【发布时间】:2020-01-14 07:51:17
【问题描述】:
我正在开发已经存在 sql 查询的 java 代码,但它会导致 sql 注入,我正在使用 setString 方法来避免 sql 注入。但是 setstring 为参数值添加了单引号,所以我的查询失败了。如何删除 setString 方法的单引号。

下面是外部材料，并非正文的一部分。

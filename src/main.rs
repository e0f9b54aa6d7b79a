//! Provides the main entry point to the program.
use human_panic::setup_panic;
use tatonnement::cli::run_cli;
use tatonnement::log;

fn main() {
    setup_panic!();

    if let Err(err) = run_cli() {
        // Print the full error chain. Use the logger if it is available.
        if log::is_logger_initialised() {
            ::log::error!("{err:?}");
        } else {
            eprintln!("Error: {err:?}");
        }

        std::process::exit(1);
    }
}
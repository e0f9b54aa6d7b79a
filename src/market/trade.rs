//! Settlement of trades at a given price.
use crate::agent::{AgentMap, MarketState};
use crate::id::AgentID;
use crate::units::{Price, Quantity};

/// The result of settling trades at a single price
#[derive(Debug, Clone, PartialEq)]
pub struct TradeRecord {
    /// The simulation step at which the trade was settled
    pub step: u32,
    /// The clearing price
    pub price: Price,
    /// The settled quantity
    pub quantity: Quantity,
    /// Total quantity of all buyers willing to trade at this price
    pub willing_demand: Quantity,
    /// Total quantity of all sellers willing to trade at this price
    pub willing_supply: Quantity,
    /// IDs of buyers willing to trade (empty unless details were requested)
    pub buyer_ids: Vec<AgentID>,
    /// IDs of sellers willing to trade (empty unless details were requested)
    pub seller_ids: Vec<AgentID>,
}

impl TradeRecord {
    /// Settle the smaller of the two sides' willing quantities, capped by `capacity` if present
    pub fn settle(
        step: u32,
        price: Price,
        buyers: (Quantity, Vec<AgentID>),
        sellers: (Quantity, Vec<AgentID>),
        capacity: Option<Quantity>,
    ) -> Self {
        let (willing_demand, buyer_ids) = buyers;
        let (willing_supply, seller_ids) = sellers;

        let mut quantity = willing_demand.min(willing_supply);
        if let Some(capacity) = capacity {
            quantity = quantity.min(capacity);
        }

        Self {
            step,
            price,
            quantity,
            willing_demand,
            willing_supply,
            buyer_ids,
            seller_ids,
        }
    }
}

/// Find the agents on one side willing to trade at `price`.
///
/// An agent either trades its whole quantity or nothing.
///
/// # Returns
///
/// The total quantity of willing agents and, if `log_details` is set, their IDs
pub fn willing_side(
    agents: &AgentMap,
    price: Price,
    state: &MarketState,
    log_details: bool,
) -> (Quantity, Vec<AgentID>) {
    let mut total = Quantity(0.0);
    let mut ids = Vec::new();
    for (id, agent) in agents {
        if agent.willing_to_trade(price, state) {
            total += agent.quantity();
            if log_details {
                ids.push(id.clone());
            }
        }
    }

    (total, ids)
}
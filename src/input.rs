//! Common routines for handling input data.
use anyhow::{Context, Result};
use serde::de::{Deserialize, DeserializeOwned, Deserializer, Error};
use std::fs;
use std::path::Path;

pub mod agent;
pub use agent::read_agents;

/// Read a series of type `T`s from a CSV file, returning an empty `Vec` if the file is missing.
///
/// # Arguments
///
/// * `file_path` - Path to the CSV file
pub fn read_csv_optional<T: DeserializeOwned>(file_path: &Path) -> Result<Vec<T>> {
    if !file_path.exists() {
        return Ok(Vec::new());
    }

    read_csv_internal(file_path)
}

fn read_csv_internal<T: DeserializeOwned>(file_path: &Path) -> Result<Vec<T>> {
    let vec = csv::Reader::from_path(file_path)
        .with_context(|| input_err_msg(file_path))?
        .into_deserialize()
        .collect::<Result<Vec<T>, _>>()
        .with_context(|| input_err_msg(file_path))?;

    Ok(vec)
}

/// Parse a TOML file at the specified path.
///
/// # Arguments
///
/// * `file_path` - Path to the TOML file
///
/// # Returns
///
/// * The deserialised TOML data or an error if the file could not be read or parsed.
pub fn read_toml<T: DeserializeOwned>(file_path: &Path) -> Result<T> {
    let toml_str = fs::read_to_string(file_path).with_context(|| input_err_msg(file_path))?;
    let toml_data = toml::from_str(&toml_str).with_context(|| input_err_msg(file_path))?;

    Ok(toml_data)
}

/// Format an error message to include the file path. To be used with `anyhow::Context`.
pub fn input_err_msg<P: AsRef<Path>>(file_path: P) -> String {
    format!("Error reading {}", file_path.as_ref().display())
}

/// Read a list of numbers separated by semicolons, e.g. `0.5;1.2;-3`.
///
/// An empty string gives an empty list.
pub fn deserialise_number_list<'de, D>(deserialiser: D) -> Result<Vec<f64>, D::Error>
where
    D: Deserializer<'de>,
{
    let value: String = Deserialize::deserialize(deserialiser)?;
    value
        .split(';')
        .map(str::trim)
        .filter(|item| !item.is_empty())
        .map(|item| {
            item.parse()
                .map_err(|_| D::Error::custom(format!("Invalid number in list: '{item}'")))
        })
        .collect()
}
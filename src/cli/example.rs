//! Code related to the example models and the CLI commands for interacting with them.
use super::{RunOpts, handle_run_command};
use crate::settings::Settings;
use anyhow::{Context, Result, bail, ensure};
use clap::Subcommand;
use include_dir::{Dir, DirEntry, include_dir};
use std::fs;
use std::path::{Path, PathBuf};
use tempfile::TempDir;

/// The directory containing the example models.
static EXAMPLES_DIR: Dir = include_dir!("$CARGO_MANIFEST_DIR/demos");

/// The available subcommands for managing example models.
#[derive(Subcommand)]
pub enum ExampleSubcommands {
    /// List available examples.
    List,
    /// Provide information about the specified example.
    Info {
        /// The name of the example.
        name: String,
    },
    /// Extract an example model configuration to a new directory.
    Extract {
        /// The name of the example to extract.
        name: String,
        /// The destination folder for the example.
        new_path: Option<PathBuf>,
    },
    /// Run an example.
    Run {
        /// The name of the example to run.
        name: String,
        /// Other run options
        #[command(flatten)]
        opts: RunOpts,
    },
}

impl ExampleSubcommands {
    /// Execute the supplied example subcommand
    pub fn execute(self) -> Result<()> {
        match self {
            Self::List => handle_example_list_command(),
            Self::Info { name } => handle_example_info_command(&name)?,
            Self::Extract {
                name,
                new_path: dest,
            } => handle_example_extract_command(&name, dest.as_deref())?,
            Self::Run { name, opts } => handle_example_run_command(&name, &opts, None)?,
        }

        Ok(())
    }
}

/// The names of the bundled example models
pub fn example_names() -> impl Iterator<Item = &'static str> {
    EXAMPLES_DIR
        .dirs()
        .filter_map(|dir| dir.path().file_name()?.to_str())
}

/// Handle the `example list` command.
fn handle_example_list_command() {
    for name in example_names() {
        println!("{name}");
    }
}

/// Get the contents of the README for the specified example
fn example_readme(name: &str) -> Result<&'static str> {
    let path: PathBuf = [name, "README.txt"].iter().collect();
    EXAMPLES_DIR
        .get_file(path)
        .context("Example not found.")?
        .contents_utf8()
        .context("README.txt is not UTF-8 encoded")
}

/// Handle the `example info` command.
fn handle_example_info_command(name: &str) -> Result<()> {
    println!("{}", example_readme(name)?);

    Ok(())
}

/// Handle the `example extract` command
fn handle_example_extract_command(name: &str, dest: Option<&Path>) -> Result<()> {
    let dest = dest.unwrap_or(Path::new(name));
    extract_example(name, dest)
}

/// Extract the specified example to a new directory
pub fn extract_example(name: &str, new_path: &Path) -> Result<()> {
    // Find the subdirectory in EXAMPLES_DIR whose name matches `name`.
    let sub_dir = EXAMPLES_DIR.get_dir(name).context("Example not found.")?;

    ensure!(
        !new_path.exists(),
        "Destination directory {} already exists",
        new_path.display()
    );

    // Copy the contents of the subdirectory to the destination
    fs::create_dir(new_path)?;
    for entry in sub_dir.entries() {
        match entry {
            DirEntry::Dir(_) => bail!("Subdirectories in examples not supported"),
            DirEntry::File(f) => {
                let file_name = f.path().file_name().context("Invalid file in example")?;
                let file_path = new_path.join(file_name);
                fs::write(&file_path, f.contents())?;
            }
        }
    }

    Ok(())
}

/// Handle the `example run` command.
pub fn handle_example_run_command(
    name: &str,
    opts: &RunOpts,
    settings: Option<Settings>,
) -> Result<()> {
    let temp_dir = TempDir::new().context("Failed to create temporary directory.")?;
    let model_path = temp_dir.path().join(name);
    extract_example(name, &model_path)?;
    handle_run_command(&model_path, opts, settings)
}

我尝试使用 replaceAll 方法,但它不适用于预先声明的语句。
String X="where IP ?";
String Y=" group by user";
String Z="order by descend";
query="select appname,user,IP from xyz "+X+" "+Y+Z; --> this is existing query.
我将查询更改如下
query="select appname,user,IP from xyz ? ? ?";
Object=connectionObj.prepareStatement(query);
Object.setString(1,X);
Object.setString(2,Y);
Object.setString(3,Z);
但是这里的 setString 方法是为值添加单个 quoes,所以我的查询由于语法错误而失败。我尝试了 replceAll("'"," ") 方法,但它只适用于字符串,不适用于准备好的语句。我遇到语法错误。请帮助我在 JAVA 中解决这个问题。
【问题讨论】:
-
这可能只是一个例子,但不要命名变量
Object。令人困惑。 -
from xyz ? ? ?应该是什么意思?这可能不是有效的 SQL 语法。 -
只能参数化值,不能查询片段。
-
@Tim - 看起来他们正试图提供 SQL 命令文本的片段作为参数值,例如,
group by user -
@Gord 我认为你是对的。有解决方法,但仍然很难给出明确的答案。